Below is a set of records; print all of them exactly as written.

(EXCERPTED RECORDS Opens)

//! Application core: orchestration and the port boundary.
//!
//! [`service::Monitor`] sequences acquisition, alert evaluation and the
//! buzzer.  All interaction with hardware happens through the **port
//! traits** in [`ports`], keeping this layer testable without peripherals.

pub mod events;
pub mod ports;
pub mod service;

(EXCERPTED RECORDS Closes)

* [ANSWER]
//! Application core: orchestration and the port boundary.
//!
//! [`service::Monitor`] sequences acquisition, alert evaluation and the
//! buzzer.  All interaction with hardware happens through the **port
//! traits** in [`ports`], keeping this layer testable without peripherals.

pub mod events;
pub mod ports;
pub mod service;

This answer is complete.